Problem description = Check every line in the listing below for "collect". Copy the ones where it occurs.

Information =
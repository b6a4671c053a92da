//! Operator semantics
//!
//! Pure value-level implementations of the binary, unary, indexing and
//! iteration operations. All failures are typed exceptions; the caller
//! raises them through the vm.

use num_bigint::BigInt;
use num_traits::ToPrimitive;

use super::types::{BinOp, UnaryOp};
use crate::value::{normalize_big, ExcKind, ExceptionValue, Value};

type OpResult = Result<Value, ExceptionValue>;

fn type_error(message: String) -> ExceptionValue {
    ExceptionValue::new(ExcKind::TypeError, message)
}

/* ===================== Binary Operators ===================== */

pub(super) fn binary(op: BinOp, left: &Value, right: &Value) -> OpResult {
    match op {
        BinOp::Add => add(left, right),
        BinOp::Sub => arith(left, right, "-", i64::checked_sub, |a, b| a - b, |a, b| a - b),
        BinOp::Mul => mul(left, right),
        BinOp::Div => div(left, right),
        BinOp::Mod => modulo(left, right),
        BinOp::Eq => Ok(Value::Bool(left.eq_value(right))),
        BinOp::Ne => Ok(Value::Bool(!left.eq_value(right))),
        BinOp::Lt | BinOp::Le | BinOp::Gt | BinOp::Ge => compare(op, left, right),
        BinOp::In => contains(left, right),
    }
}

fn add(left: &Value, right: &Value) -> OpResult {
    match (left, right) {
        (Value::Str(a), Value::Str(b)) => Ok(Value::Str(format!("{a}{b}"))),
        (Value::Bytes(a), Value::Bytes(b)) => {
            let mut out = a.clone();
            out.extend_from_slice(b);
            Ok(Value::Bytes(out))
        }
        (Value::List(a), Value::List(b)) => {
            let mut out = a.clone();
            out.extend(b.iter().cloned());
            Ok(Value::List(out))
        }
        (Value::Tuple(a), Value::Tuple(b)) => {
            let mut out = a.clone();
            out.extend(b.iter().cloned());
            Ok(Value::Tuple(out))
        }
        _ => arith(left, right, "+", i64::checked_add, |a, b| a + b, |a, b| a + b),
    }
}

fn mul(left: &Value, right: &Value) -> OpResult {
    match (left, right) {
        (Value::Str(s), Value::Int(n)) | (Value::Int(n), Value::Str(s)) => {
            Ok(Value::Str(s.repeat(usize::try_from(*n).unwrap_or(0))))
        }
        (Value::List(items), Value::Int(n)) | (Value::Int(n), Value::List(items)) => {
            let times = usize::try_from(*n).unwrap_or(0);
            let mut out = Vec::with_capacity(items.len() * times);
            for _ in 0..times {
                out.extend(items.iter().cloned());
            }
            Ok(Value::List(out))
        }
        _ => arith(left, right, "*", i64::checked_mul, |a, b| a * b, |a, b| a * b),
    }
}

/// Numeric arithmetic with overflow promotion: i64 first, then BigInt,
/// floats when either side is a float.
fn arith(
    left: &Value,
    right: &Value,
    symbol: &str,
    int_op: fn(i64, i64) -> Option<i64>,
    big_op: fn(BigInt, BigInt) -> BigInt,
    float_op: fn(f64, f64) -> f64,
) -> OpResult {
    match (left, right) {
        (Value::Int(a), Value::Int(b)) => Ok(match int_op(*a, *b) {
            Some(v) => Value::Int(v),
            None => normalize_big(big_op(BigInt::from(*a), BigInt::from(*b))),
        }),
        (Value::Float(a), Value::Float(b)) => Ok(Value::Float(float_op(*a, *b))),
        (Value::Int(a), Value::Float(b)) => Ok(Value::Float(float_op(*a as f64, *b))),
        (Value::Float(a), Value::Int(b)) => Ok(Value::Float(float_op(*a, *b as f64))),
        (Value::BigInt(a), Value::BigInt(b)) => Ok(normalize_big(big_op(a.clone(), b.clone()))),
        (Value::BigInt(a), Value::Int(b)) => {
            Ok(normalize_big(big_op(a.clone(), BigInt::from(*b))))
        }
        (Value::Int(a), Value::BigInt(b)) => {
            Ok(normalize_big(big_op(BigInt::from(*a), b.clone())))
        }
        (Value::BigInt(a), Value::Float(b)) => match a.to_f64() {
            Some(a) => Ok(Value::Float(float_op(a, *b))),
            None => Err(type_error("integer too large to combine with float".into())),
        },
        (Value::Float(a), Value::BigInt(b)) => match b.to_f64() {
            Some(b) => Ok(Value::Float(float_op(*a, b))),
            None => Err(type_error("integer too large to combine with float".into())),
        },
        _ => Err(type_error(format!(
            "unsupported operand types for {symbol}: {} and {}",
            left.type_name(),
            right.type_name()
        ))),
    }
}

fn div(left: &Value, right: &Value) -> OpResult {
    let rhs_zero = match right {
        Value::Int(0) => true,
        Value::Float(f) => *f == 0.0,
        Value::BigInt(b) => b.to_f64() == Some(0.0),
        _ => false,
    };
    if is_number(left) && is_number(right) && rhs_zero {
        return Err(ExceptionValue::new(ExcKind::ZeroDivisionError, "division by zero"));
    }
    // Division always yields a float.
    match (as_f64(left), as_f64(right)) {
        (Some(a), Some(b)) => Ok(Value::Float(a / b)),
        _ => Err(type_error(format!(
            "unsupported operand types for /: {} and {}",
            left.type_name(),
            right.type_name()
        ))),
    }
}

fn modulo(left: &Value, right: &Value) -> OpResult {
    match (left, right) {
        (Value::Int(_), Value::Int(0)) => {
            Err(ExceptionValue::new(ExcKind::ZeroDivisionError, "modulo by zero"))
        }
        // Result takes the sign of the divisor. The -1 divisor case is
        // special to avoid i64::MIN % -1 overflow.
        (Value::Int(_), Value::Int(-1)) => Ok(Value::Int(0)),
        (Value::Int(a), Value::Int(b)) => Ok(Value::Int(((a % b) + b) % b)),
        _ => {
            let (Some(a), Some(b)) = (as_f64(left), as_f64(right)) else {
                return Err(type_error(format!(
                    "unsupported operand types for %: {} and {}",
                    left.type_name(),
                    right.type_name()
                )));
            };
            if b == 0.0 {
                return Err(ExceptionValue::new(ExcKind::ZeroDivisionError, "modulo by zero"));
            }
            Ok(Value::Float(a - b * (a / b).floor()))
        }
    }
}

fn compare(op: BinOp, left: &Value, right: &Value) -> OpResult {
    let Some(ordering) = left.cmp_value(right) else {
        return Err(type_error(format!(
            "cannot compare {} with {}",
            left.type_name(),
            right.type_name()
        )));
    };
    let outcome = match op {
        BinOp::Lt => ordering.is_lt(),
        BinOp::Le => ordering.is_le(),
        BinOp::Gt => ordering.is_gt(),
        BinOp::Ge => ordering.is_ge(),
        _ => unreachable!("compare only handles ordering operators"),
    };
    Ok(Value::Bool(outcome))
}

fn contains(needle: &Value, haystack: &Value) -> OpResult {
    match haystack {
        Value::List(items) | Value::Tuple(items) | Value::Set(items) => {
            Ok(Value::Bool(items.iter().any(|item| item.eq_value(needle))))
        }
        Value::Dict(pairs) => Ok(Value::Bool(pairs.iter().any(|(k, _)| k.eq_value(needle)))),
        Value::Str(s) => match needle {
            Value::Str(sub) => Ok(Value::Bool(s.contains(sub.as_str()))),
            _ => Err(type_error(format!(
                "'in <str>' requires str, not {}",
                needle.type_name()
            ))),
        },
        Value::Bytes(bytes) => match needle {
            Value::Int(b) => Ok(Value::Bool(
                u8::try_from(*b).map_or(false, |b| bytes.contains(&b)),
            )),
            _ => Err(type_error(format!(
                "'in <bytes>' requires int, not {}",
                needle.type_name()
            ))),
        },
        _ => Err(type_error(format!(
            "argument of type {} is not iterable",
            haystack.type_name()
        ))),
    }
}

/* ===================== Unary Operators ===================== */

pub(super) fn unary(op: UnaryOp, operand: &Value) -> OpResult {
    match op {
        UnaryOp::Not => Ok(Value::Bool(!operand.is_truthy())),
        UnaryOp::Neg => match operand {
            Value::Int(i) => Ok(match i.checked_neg() {
                Some(v) => Value::Int(v),
                None => normalize_big(-BigInt::from(*i)),
            }),
            Value::BigInt(b) => Ok(normalize_big(-b.clone())),
            Value::Float(f) => Ok(Value::Float(-f)),
            _ => Err(type_error(format!(
                "bad operand type for unary -: {}",
                operand.type_name()
            ))),
        },
    }
}

/* ===================== Indexing ===================== */

pub(super) fn index_get(object: &Value, index: &Value) -> OpResult {
    match object {
        Value::List(items) | Value::Tuple(items) => {
            let i = seq_index(index, items.len(), object.type_name())?;
            Ok(items[i].clone())
        }
        Value::Str(s) => {
            let chars: Vec<char> = s.chars().collect();
            let i = seq_index(index, chars.len(), "str")?;
            Ok(Value::Str(chars[i].to_string()))
        }
        Value::Bytes(bytes) => {
            let i = seq_index(index, bytes.len(), "bytes")?;
            Ok(Value::Int(bytes[i] as i64))
        }
        Value::Dict(pairs) => pairs
            .iter()
            .find(|(k, _)| k.eq_value(index))
            .map(|(_, v)| v.clone())
            .ok_or_else(|| ExceptionValue::new(ExcKind::KeyError, index.repr())),
        _ => Err(type_error(format!(
            "{} is not subscriptable",
            object.type_name()
        ))),
    }
}

/// Store into a container, returning the updated container. Bindings are
/// values, so the caller rebinds the result.
pub(super) fn index_set(object: Value, index: &Value, value: Value) -> OpResult {
    match object {
        Value::List(mut items) => {
            let i = seq_index(index, items.len(), "list")?;
            items[i] = value;
            Ok(Value::List(items))
        }
        Value::Dict(mut pairs) => {
            match pairs.iter_mut().find(|(k, _)| k.eq_value(index)) {
                Some((_, slot)) => *slot = value,
                None => pairs.push((index.clone(), value)),
            }
            Ok(Value::Dict(pairs))
        }
        other => Err(type_error(format!(
            "{} does not support item assignment",
            other.type_name()
        ))),
    }
}

/// Resolve a (possibly negative) sequence index.
fn seq_index(index: &Value, len: usize, kind: &str) -> Result<usize, ExceptionValue> {
    let raw = match index {
        Value::Int(i) => *i,
        _ => {
            return Err(type_error(format!(
                "{kind} indices must be int, not {}",
                index.type_name()
            )))
        }
    };
    let adjusted = if raw < 0 { raw + len as i64 } else { raw };
    if adjusted < 0 || adjusted as usize >= len {
        return Err(ExceptionValue::new(
            ExcKind::IndexError,
            format!("{kind} index out of range"),
        ));
    }
    Ok(adjusted as usize)
}

/* ===================== Iteration ===================== */

/// Materialize the items a `for` loop (or a container constructor) walks.
pub(super) fn iter_values(value: &Value) -> Result<Vec<Value>, ExceptionValue> {
    match value {
        Value::List(items) | Value::Tuple(items) | Value::Set(items) => Ok(items.clone()),
        Value::Str(s) => Ok(s.chars().map(|c| Value::Str(c.to_string())).collect()),
        Value::Bytes(bytes) => Ok(bytes.iter().map(|b| Value::Int(*b as i64)).collect()),
        Value::Dict(pairs) => Ok(pairs.iter().map(|(k, _)| k.clone()).collect()),
        _ => Err(type_error(format!(
            "{} is not iterable",
            value.type_name()
        ))),
    }
}

fn is_number(value: &Value) -> bool {
    matches!(value, Value::Int(_) | Value::BigInt(_) | Value::Float(_))
}

fn as_f64(value: &Value) -> Option<f64> {
    match value {
        Value::Int(i) => Some(*i as f64),
        Value::Float(f) => Some(*f),
        Value::BigInt(b) => b.to_f64(),
        _ => None,
    }
}
//! Shared test helpers

use crate::program::Program;
use crate::snapshot::Progress;
use crate::value::{ExcKind, Value};

pub(super) fn compile(source: &str) -> Program {
    compile_with(source, &[], &[])
}

pub(super) fn compile_with(source: &str, inputs: &[&str], externals: &[&str]) -> Program {
    Program::compile(
        source,
        "test.cd",
        inputs.iter().map(|s| s.to_string()).collect(),
        externals.iter().map(|s| s.to_string()).collect(),
    )
    .expect("program compiles")
}

/// Run a program with no inputs or externals to completion.
pub(super) fn run(source: &str) -> Value {
    run_with(source, &[], vec![])
}

pub(super) fn run_with(source: &str, inputs: &[&str], values: Vec<Value>) -> Value {
    compile_with(source, inputs, &[])
        .start(values)
        .expect("start succeeds")
        .into_complete()
        .expect("program completes without suspending")
}

/// Unwrap a completion that carries an exception value.
pub(super) fn expect_exception(progress: Progress) -> (ExcKind, String) {
    match progress {
        Progress::Complete(Value::Exception(exc)) => (exc.kind, exc.message),
        other => panic!("expected an exception completion, got {other:?}"),
    }
}

pub(super) fn str_value(s: &str) -> Value {
    Value::Str(s.to_string())
}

Response =
            let chars: Vec<char> = s.chars().collect();
        Value::Str(s) => Ok(s.chars().map(|c| Value::Str(c.to_string())).collect()),
        Value::Bytes(bytes) => Ok(bytes.iter().map(|b| Value::Int(*b as i64)).collect()),
        Value::Dict(pairs) => Ok(pairs.iter().map(|(k, _)| k.clone()).collect()),
        inputs.iter().map(|s| s.to_string()).collect(),
        externals.iter().map(|s| s.to_string()).collect(),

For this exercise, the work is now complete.